Abstract: In this paper, we discuss the impact of a higher number of light quark flavors, $N_f$, on the QCD phase diagram under extreme conditions. Our formalism is based on the Schwinger-Dyson equation, employing a specific symmetry-preserving vector-vector flavor-dressed contact interaction model of quarks in Landau gauge, utilizing the rainbow-Ladder truncation.

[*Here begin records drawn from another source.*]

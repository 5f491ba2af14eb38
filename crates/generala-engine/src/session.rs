//! Round orchestration: rolling, served-generala detection, and score
//! assignment.

use crate::category::Category;
use crate::dice::{DICE_COUNT, DieSource, Hand, UNROLLED};
use crate::error::{EngineError, EngineResult};
use crate::score::score_for_category;
use crate::state::{GameState, ROLLS_PER_ROUND};
use crate::theme::Theme;

/// Points a generala served on the round's first roll is worth.
pub const SERVED_GENERALA_POINTS: u32 = 1000;

/// What a session is waiting for next.
#[derive(Debug, Clone, Copy, PartialEq, Eq)]
pub enum Phase {
    /// The round's dice have not been rolled yet.
    AwaitingFirstRoll,
    /// At least one roll happened and rerolls remain.
    AwaitingReroll,
    /// No rolls remain; a category must be chosen.
    AwaitingCategory,
    /// Every category is scored, or a served generala won the match.
    MatchOver,
}

/// One match of Generala.
///
/// Owns the [`GameState`] and the die source and is the only way to
/// mutate the state. Presentation layers read through [`state`] and
/// drive the match through [`roll`] and [`assign_category`].
///
/// [`state`]: GameSession::state
/// [`roll`]: GameSession::roll
/// [`assign_category`]: GameSession::assign_category
#[derive(Debug)]
pub struct GameSession<D> {
    state: GameState,
    dice: D,
    served_win: bool,
}

impl<D: DieSource> GameSession<D> {
    /// Start a fresh match drawing faces from `dice`.
    pub fn new(dice: D) -> Self {
        Self {
            state: GameState::new(),
            dice,
            served_win: false,
        }
    }

    /// Read-only view of the match state.
    pub fn state(&self) -> &GameState {
        &self.state
    }

    /// What the session expects next.
    pub fn phase(&self) -> Phase {
        if self.is_over() {
            Phase::MatchOver
        } else if self.state.rolls_remaining() == ROLLS_PER_ROUND {
            Phase::AwaitingFirstRoll
        } else if self.state.rolls_remaining() > 0 {
            Phase::AwaitingReroll
        } else {
            Phase::AwaitingCategory
        }
    }

    /// Roll the dice, keeping the positions listed in `keep`.
    ///
    /// Positions are 0-4; anything out of range is ignored. On the
    /// round's first roll the served-generala flag is re-evaluated from
    /// the resulting hand. Rolling with no rolls remaining is a caller
    /// contract violation: the counter keeps decrementing below zero
    /// while the dice keep being redrawn.
    pub fn roll(&mut self, keep: &[usize]) {
        let mut hand: Hand = [UNROLLED; DICE_COUNT];
        for (position, slot) in hand.iter_mut().enumerate() {
            *slot = if keep.contains(&position) {
                self.state.dice()[position]
            } else {
                self.dice.next_face()
            };
        }
        self.state.apply_roll(hand);
    }

    /// Possible points for every open category with the current hand,
    /// in canonical scorecard order. Scored categories are omitted.
    pub fn possible_scores(&self, theme: &Theme) -> Vec<(Category, u32)> {
        self.state
            .open_categories()
            .map(|cat| (cat, score_for_category(self.state.dice(), cat, theme)))
            .collect()
    }

    /// Score the current hand into `category` and reset for the next
    /// round, returning the awarded points.
    ///
    /// A served generala scored into five of a kind awards the fixed
    /// bonus regardless of the current dice and wins the match
    /// outright. Fails with [`EngineError::CategoryNotOpen`], leaving
    /// the state untouched, when the category is already scored.
    pub fn assign_category(&mut self, category: Category, theme: &Theme) -> EngineResult<u32> {
        if !self.state.is_open(category) {
            return Err(EngineError::CategoryNotOpen(category));
        }
        let points = if category == Category::FiveOfAKind && self.state.served_generala() {
            self.served_win = true;
            SERVED_GENERALA_POINTS
        } else {
            score_for_category(self.state.dice(), category, theme)
        };
        self.state.record_score(category, points);
        Ok(points)
    }

    /// Sum of every scored category.
    pub fn total_score(&self) -> u32 {
        self.state.total_score()
    }

    /// Whether the match has ended: the scorecard is full, or a served
    /// generala was scored and won immediately.
    pub fn is_over(&self) -> bool {
        self.served_win || self.state.open_categories().next().is_none()
    }

    /// Whether the match ended by scoring a served generala.
    pub fn served_win(&self) -> bool {
        self.served_win
    }

    /// The score the match counts for: the fixed bonus for a
    /// served-generala win, the scorecard total otherwise.
    pub fn final_score(&self) -> u32 {
        if self.served_win {
            SERVED_GENERALA_POINTS
        } else {
            self.total_score()
        }
    }
}

#[cfg(test)]
mod tests {
    use super::*;
    use crate::dice::ScriptedDice;

    fn theme() -> Theme {
        serde_json::from_str(
            r#"{
                "nombre": "Test",
                "simbolos_dados": ["1", "2", "3", "4", "5", "6"],
                "categorias": {},
                "puntos_especiales": {"five-of-a-kind": 50}
            }"#,
        )
        .unwrap()
    }

    fn session(faces: impl IntoIterator<Item = u8>) -> GameSession<ScriptedDice> {
        GameSession::new(ScriptedDice::new(faces))
    }

    #[test]
    fn roll_replaces_unkept_dice() {
        let mut session = session([1, 2, 3, 4, 5, 6, 6]);
        session.roll(&[]);
        assert_eq!(session.state().dice(), &[1, 2, 3, 4, 5]);
        session.roll(&[0, 1, 2]);
        assert_eq!(session.state().dice(), &[1, 2, 3, 6, 6]);
        assert_eq!(session.state().rolls_remaining(), 1);
    }

    #[test]
    fn out_of_range_keep_positions_are_ignored() {
        let mut session = session([1, 2, 3, 4, 5, 6, 6, 6, 6]);
        session.roll(&[]);
        session.roll(&[4, 9, 100]);
        assert_eq!(session.state().dice(), &[6, 6, 6, 6, 5]);
    }

    #[test]
    fn served_generala_end_to_end() {
        let theme = theme();
        let mut session = session([6, 6, 6, 6, 6]);
        session.roll(&[]);
        assert!(session.state().served_generala());

        let points = session.assign_category(Category::FiveOfAKind, &theme).unwrap();
        // The bonus applies no matter what the theme says the category
        // is worth.
        assert_eq!(points, SERVED_GENERALA_POINTS);
        assert!(session.is_over());
        assert!(session.served_win());
        assert_eq!(session.final_score(), SERVED_GENERALA_POINTS);
        assert_eq!(session.phase(), Phase::MatchOver);
    }

    #[test]
    fn served_win_caps_final_score_at_the_bonus() {
        let theme = theme();
        let mut session = session([2, 2, 2, 2, 3, 6, 6, 6, 6, 6]);
        session.roll(&[]);
        session.assign_category(Category::Twos, &theme).unwrap();

        session.roll(&[]);
        session.assign_category(Category::FiveOfAKind, &theme).unwrap();

        // The scorecard holds 8 + 1000, but a served win always counts
        // exactly the bonus.
        assert_eq!(session.total_score(), 1008);
        assert_eq!(session.final_score(), SERVED_GENERALA_POINTS);
        assert!(session.is_over());
    }

    #[test]
    fn five_of_a_kind_without_serving_pays_theme_points() {
        let theme = theme();
        let mut session = session([6, 6, 6, 6, 5, 6]);
        session.roll(&[]);
        assert!(!session.state().served_generala());
        session.roll(&[0, 1, 2, 3]);
        let points = session.assign_category(Category::FiveOfAKind, &theme).unwrap();
        assert_eq!(points, 50);
        assert!(!session.served_win());
        assert!(!session.is_over());
    }

    #[test]
    fn served_flag_survives_rerolls_until_scored() {
        let theme = theme();
        let mut session = session([3, 3, 3, 3, 3, 1, 2]);
        session.roll(&[]);
        assert!(session.state().served_generala());
        session.roll(&[0, 1, 2]);
        assert!(session.state().served_generala());

        // Scoring a different category clears the flag without the bonus.
        let points = session.assign_category(Category::Threes, &theme).unwrap();
        assert_eq!(points, 9);
        assert!(!session.state().served_generala());
        assert!(!session.served_win());
    }

    #[test]
    fn assignment_resets_the_round() {
        let theme = theme();
        let mut session = session([1, 2, 3, 4, 5]);
        session.roll(&[]);
        session.assign_category(Category::Straight, &theme).unwrap();
        assert_eq!(session.state().rolls_remaining(), ROLLS_PER_ROUND);
        assert_eq!(session.state().dice(), &[UNROLLED; DICE_COUNT]);
        assert!(!session.state().served_generala());
        assert!(!session.state().is_open(Category::Straight));
        assert_eq!(session.phase(), Phase::AwaitingFirstRoll);
    }

    #[test]
    fn scored_category_cannot_be_scored_again() {
        let theme = theme();
        let mut session = session([1, 2, 3, 4, 5, 1, 1, 2, 2, 2]);
        session.roll(&[]);
        session.assign_category(Category::Ones, &theme).unwrap();

        session.roll(&[]);
        let before = session.state().clone();
        let err = session.assign_category(Category::Ones, &theme).unwrap_err();
        assert!(matches!(err, EngineError::CategoryNotOpen(Category::Ones)));
        // The failed assignment left everything untouched.
        assert_eq!(session.state().dice(), before.dice());
        assert_eq!(session.state().rolls_remaining(), before.rolls_remaining());
        assert_eq!(session.total_score(), before.total_score());
        assert!(session.state().is_open(Category::Twos));
    }

    #[test]
    fn possible_scores_cover_open_categories_in_order() {
        let theme = theme();
        let mut session = session([3, 3, 3, 5, 5, 1, 1, 1, 1, 1]);
        session.roll(&[]);
        session.assign_category(Category::FullHouse, &theme).unwrap();

        session.roll(&[]);
        let possible = session.possible_scores(&theme);
        assert_eq!(possible.len(), 9);
        assert_eq!(possible[0], (Category::Ones, 5));
        assert!(possible.iter().all(|(cat, _)| *cat != Category::FullHouse));
        // Canonical order is preserved.
        let cats: Vec<Category> = possible.iter().map(|(cat, _)| *cat).collect();
        let expected: Vec<Category> = Category::ALL
            .into_iter()
            .filter(|c| *c != Category::FullHouse)
            .collect();
        assert_eq!(cats, expected);
    }

    #[test]
    fn phases_follow_the_round() {
        let theme = theme();
        let mut session = session([1, 2, 3, 4, 6, 1, 1, 1, 1, 1, 1, 1, 1, 1, 1]);
        assert_eq!(session.phase(), Phase::AwaitingFirstRoll);
        session.roll(&[]);
        assert_eq!(session.phase(), Phase::AwaitingReroll);
        session.roll(&[]);
        assert_eq!(session.phase(), Phase::AwaitingReroll);
        session.roll(&[]);
        assert_eq!(session.phase(), Phase::AwaitingCategory);
        session.assign_category(Category::Ones, &theme).unwrap();
        assert_eq!(session.phase(), Phase::AwaitingFirstRoll);
    }

    #[test]
    fn rolling_past_zero_goes_negative() {
        // Caller contract violation, preserved as-is: the counter keeps
        // dropping and the dice keep being redrawn.
        let mut session = session([1; 20]);
        for _ in 0..4 {
            session.roll(&[]);
        }
        assert_eq!(session.state().rolls_remaining(), -1);
    }

    #[test]
    fn full_match_totals_add_up() {
        let theme = theme();
        let mut session = session([1u8, 2, 3, 4, 5].into_iter().cycle().take(50));
        let mut awarded = Vec::new();
        for cat in Category::ALL {
            assert!(!session.is_over());
            session.roll(&[]);
            awarded.push(session.assign_category(cat, &theme).unwrap());
        }
        assert!(session.is_over());
        assert_eq!(session.phase(), Phase::MatchOver);
        assert_eq!(session.state().open_categories().count(), 0);
        assert_eq!(session.total_score(), awarded.iter().sum::<u32>());
        assert_eq!(session.final_score(), session.total_score());
        // [1,2,3,4,5] every round: 1+2+3+4+5 on numbers, straight 20,
        // nothing else.
        assert_eq!(session.total_score(), 35);
    }
}
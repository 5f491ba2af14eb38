//! Combination detection and category scoring.
//!
//! All functions here are pure and total: a hand that does not meet a
//! category's combination simply scores zero, it never fails.

use crate::category::Category;
use crate::dice::{Hand, face_counts};
use crate::theme::Theme;

/// True when the hand is the run 1-2-3-4-5 or 2-3-4-5-6.
///
/// No other five values count; duplicates never form a straight.
pub fn is_straight(hand: &Hand) -> bool {
    let mut sorted = *hand;
    sorted.sort_unstable();
    sorted == [1, 2, 3, 4, 5] || sorted == [2, 3, 4, 5, 6]
}

/// True when exactly two values are present, split two and three.
pub fn is_full_house(hand: &Hand) -> bool {
    let counts = face_counts(hand);
    counts.contains(&2) && counts.contains(&3)
}

/// True when exactly four dice share a value.
///
/// Five equal dice are five of a kind, not four of a kind.
pub fn is_four_of_a_kind(hand: &Hand) -> bool {
    face_counts(hand).contains(&4)
}

/// True when all five dice share a value.
pub fn is_five_of_a_kind(hand: &Hand) -> bool {
    face_counts(hand).contains(&5)
}

/// Points the hand is worth in a category under the given theme.
///
/// Number categories score `count(face) * face`. Combination categories
/// score the theme's flat value when their combination is met, zero
/// otherwise.
pub fn score_for_category(hand: &Hand, category: Category, theme: &Theme) -> u32 {
    if let Some(face) = category.face_value() {
        let count = hand.iter().filter(|&&f| f == face).count() as u32;
        return count * u32::from(face);
    }
    let met = match category {
        Category::Straight => is_straight(hand),
        Category::FullHouse => is_full_house(hand),
        Category::FourOfAKind => is_four_of_a_kind(hand),
        Category::FiveOfAKind => is_five_of_a_kind(hand),
        _ => false,
    };
    if met { theme.special_points(category) } else { 0 }
}
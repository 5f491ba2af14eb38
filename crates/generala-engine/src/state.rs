//! Mutable state of one in-progress match.

use crate::category::Category;
use crate::dice::{DICE_COUNT, Hand, UNROLLED};

/// Rolls granted at the start of every round.
pub const ROLLS_PER_ROUND: i8 = 3;

/// The scorecard and dice of a single match.
///
/// Created fresh per match by [`GameSession::new`] and mutated only
/// through the session; everything here is read-only to the outside.
/// Open categories are exactly the unscored scorecard entries, so the
/// two can never disagree.
///
/// [`GameSession::new`]: crate::session::GameSession::new
#[derive(Debug, Clone)]
pub struct GameState {
    scores: [Option<u32>; Category::COUNT],
    dice: Hand,
    rolls_remaining: i8,
    served_generala: bool,
}

impl GameState {
    pub(crate) fn new() -> Self {
        Self {
            scores: [None; Category::COUNT],
            dice: [UNROLLED; DICE_COUNT],
            rolls_remaining: ROLLS_PER_ROUND,
            served_generala: false,
        }
    }

    /// The current hand. All [`UNROLLED`] before the round's first roll.
    pub fn dice(&self) -> &Hand {
        &self.dice
    }

    /// Rolls left in the current round.
    ///
    /// Goes negative if a caller keeps rolling past zero; the engine
    /// does not guard against that contract violation.
    pub fn rolls_remaining(&self) -> i8 {
        self.rolls_remaining
    }

    /// Whether this round's first roll produced five equal dice.
    pub fn served_generala(&self) -> bool {
        self.served_generala
    }

    /// The recorded score for a category, if it has been scored.
    pub fn score(&self, category: Category) -> Option<u32> {
        self.scores[category.index()]
    }

    /// Whether a category is still open for scoring.
    pub fn is_open(&self, category: Category) -> bool {
        self.scores[category.index()].is_none()
    }

    /// Categories not yet scored, in canonical scorecard order.
    pub fn open_categories(&self) -> impl Iterator<Item = Category> {
        Category::ALL.into_iter().filter(|cat| self.is_open(*cat))
    }

    /// Sum of every recorded score. Open categories contribute nothing.
    pub fn total_score(&self) -> u32 {
        self.scores.iter().flatten().sum()
    }

    /// Install a freshly rolled hand, evaluating the served-generala
    /// flag on the round's first roll and spending one roll.
    pub(crate) fn apply_roll(&mut self, hand: Hand) {
        let rolls_before = self.rolls_remaining;
        self.dice = hand;
        if rolls_before == ROLLS_PER_ROUND {
            let first = self.dice[0];
            self.served_generala = self.dice.iter().all(|&face| face == first);
        }
        self.rolls_remaining -= 1;
    }

    /// Write a score and reset the round for the next one.
    pub(crate) fn record_score(&mut self, category: Category, points: u32) {
        self.scores[category.index()] = Some(points);
        self.dice = [UNROLLED; DICE_COUNT];
        self.rolls_remaining = ROLLS_PER_ROUND;
        self.served_generala = false;
    }
}
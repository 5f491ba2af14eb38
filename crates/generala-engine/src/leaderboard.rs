//! Append-only score persistence.
//!
//! Scores live in a flat semicolon-delimited text file, one
//! `name;score` record per line. The file is only ever appended to;
//! malformed lines are skipped when reading.

use std::fs::{self, OpenOptions};
use std::io::Write;
use std::path::{Path, PathBuf};

use crate::error::{EngineError, EngineResult};

/// One persisted score record.
#[derive(Debug, Clone, PartialEq, Eq)]
pub struct ScoreEntry {
    /// Player display name.
    pub name: String,
    /// Final match score.
    pub score: u32,
}

/// Handle to the durable score list.
#[derive(Debug, Clone)]
pub struct Leaderboard {
    path: PathBuf,
}

impl Leaderboard {
    /// Create a handle backed by the given file path.
    ///
    /// The file itself is created lazily on the first append.
    pub fn new(path: impl Into<PathBuf>) -> Self {
        Self { path: path.into() }
    }

    /// Path of the backing file.
    pub fn path(&self) -> &Path {
        &self.path
    }

    /// Append one score record, creating the file and its parent
    /// directory if needed. Any name and any score are accepted; the
    /// caller substitutes a display name for empty input.
    pub fn record(&self, name: &str, score: u32) -> EngineResult<()> {
        if let Some(parent) = self.path.parent()
            && !parent.as_os_str().is_empty()
        {
            fs::create_dir_all(parent).map_err(|source| self.io_error(source))?;
        }
        let mut file = OpenOptions::new()
            .create(true)
            .append(true)
            .open(&self.path)
            .map_err(|source| self.io_error(source))?;
        writeln!(file, "{name};{score}").map_err(|source| self.io_error(source))?;
        Ok(())
    }

    /// The best `n` scores, highest first.
    ///
    /// Ties keep their insertion order. Malformed lines (wrong field
    /// count, non-integer score) are skipped. A missing file reads as
    /// an empty list.
    pub fn top(&self, n: usize) -> EngineResult<Vec<ScoreEntry>> {
        let text = match fs::read_to_string(&self.path) {
            Ok(text) => text,
            Err(err) if err.kind() == std::io::ErrorKind::NotFound => return Ok(Vec::new()),
            Err(source) => return Err(self.io_error(source)),
        };
        let mut entries: Vec<ScoreEntry> = text.lines().filter_map(parse_line).collect();
        entries.sort_by(|a, b| b.score.cmp(&a.score));
        entries.truncate(n);
        Ok(entries)
    }

    fn io_error(&self, source: std::io::Error) -> EngineError {
        EngineError::ScoreFile {
            path: self.path.clone(),
            source,
        }
    }
}

fn parse_line(line: &str) -> Option<ScoreEntry> {
    let mut fields = line.split(';');
    let name = fields.next()?;
    let score = fields.next()?;
    if fields.next().is_some() {
        return None;
    }
    let score = score.trim().parse().ok()?;
    Some(ScoreEntry {
        name: name.to_string(),
        score,
    })
}
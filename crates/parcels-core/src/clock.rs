//! Injectable time source
//!
//! Freshness decisions and history timestamps read "now" through [`Clock`]
//! instead of the wall clock, so tests can drive time explicitly.

use chrono::{DateTime, TimeDelta, Utc};
use std::sync::{Arc, Mutex};

/// Source of the current time
pub trait Clock: Send + Sync {
    /// Current time in UTC
    fn now(&self) -> DateTime<Utc>;
}

/// Wall-clock time
#[derive(Debug, Clone, Copy, Default)]
pub struct SystemClock;

impl Clock for SystemClock {
    fn now(&self) -> DateTime<Utc> {
        Utc::now()
    }
}

/// Manually driven clock
///
/// Clones share the same instant, so a test can keep one handle and give
/// another to the aggregator.
///
/// # Example
///
/// ```rust
/// use chrono::{TimeDelta, TimeZone, Utc};
/// use parcels_core::clock::{Clock, ManualClock};
///
/// let clock = ManualClock::new(Utc.with_ymd_and_hms(2024, 1, 1, 0, 0, 0).unwrap());
/// clock.advance(TimeDelta::hours(2));
/// assert_eq!(clock.now(), Utc.with_ymd_and_hms(2024, 1, 1, 2, 0, 0).unwrap());
/// ```
#[derive(Debug, Clone)]
pub struct ManualClock {
    now: Arc<Mutex<DateTime<Utc>>>,
}

impl ManualClock {
    /// Create a clock frozen at `now`
    pub fn new(now: DateTime<Utc>) -> Self {
        Self {
            now: Arc::new(Mutex::new(now)),
        }
    }

    /// Set the current time
    pub fn set(&self, now: DateTime<Utc>) {
        *self.now.lock().unwrap_or_else(|e| e.into_inner()) = now;
    }

    /// Move the current time forward by `delta`
    pub fn advance(&self, delta: TimeDelta) {
        let mut guard = self.now.lock().unwrap_or_else(|e| e.into_inner());
        *guard += delta;
    }
}

impl Clock for ManualClock {
    fn now(&self) -> DateTime<Utc> {
        *self.now.lock().unwrap_or_else(|e| e.into_inner())
    }
}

We derive expressions for the dressed quark mass $M_f$ and effective potential $\Omega^{f}$ at zero, at finite temperature $T$ and the quark chemical potential $\mu$. The transition between chiral symmetry breaking and restoration is triggered by the effective potential of the contact interaction, whereas the confinement and deconfinement transition is approximated from the confinement length scale $\tilde{\tau}{ir}$. Our analysis reveals that at $(T = \mu = 0)$, increasing $N_f$ leads to the restoration of chiral symmetry and the deconfinement of quarks when $N_f$ reaches its critical value, $N^{c}{f} \approx 8$. At this critical value, In the chiral limit ($m_f = 0$), the global minimum of the effective potential occurs at the point where the dressed quark mass approaches zero ($M_f \rightarrow 0$). However, when a bare quark mass of $m_f = 7$ MeV is introduced, the global minimum shifts slightly to a nonzero value, approaching $M_f \rightarrow m_f$. At finite $T$ and $\mu$, we illustrate the QCD phase diagram in the $(T^{\chi,C}_{c} -\mu)$ plane, for various numbers of light quark flavors, noting that both the critical temperature $T_c$ and the critical chemical potential $\mu_c $ for chiral symmetry restoration and deconfinement decrease as $ N_f $ increases. Moreover, the critical endpoint $(T_{EP}, \mu_{EP})$ also shifts to lower values with increasing $N_f $. Our findings are consistent with other low-energy QCD approaches.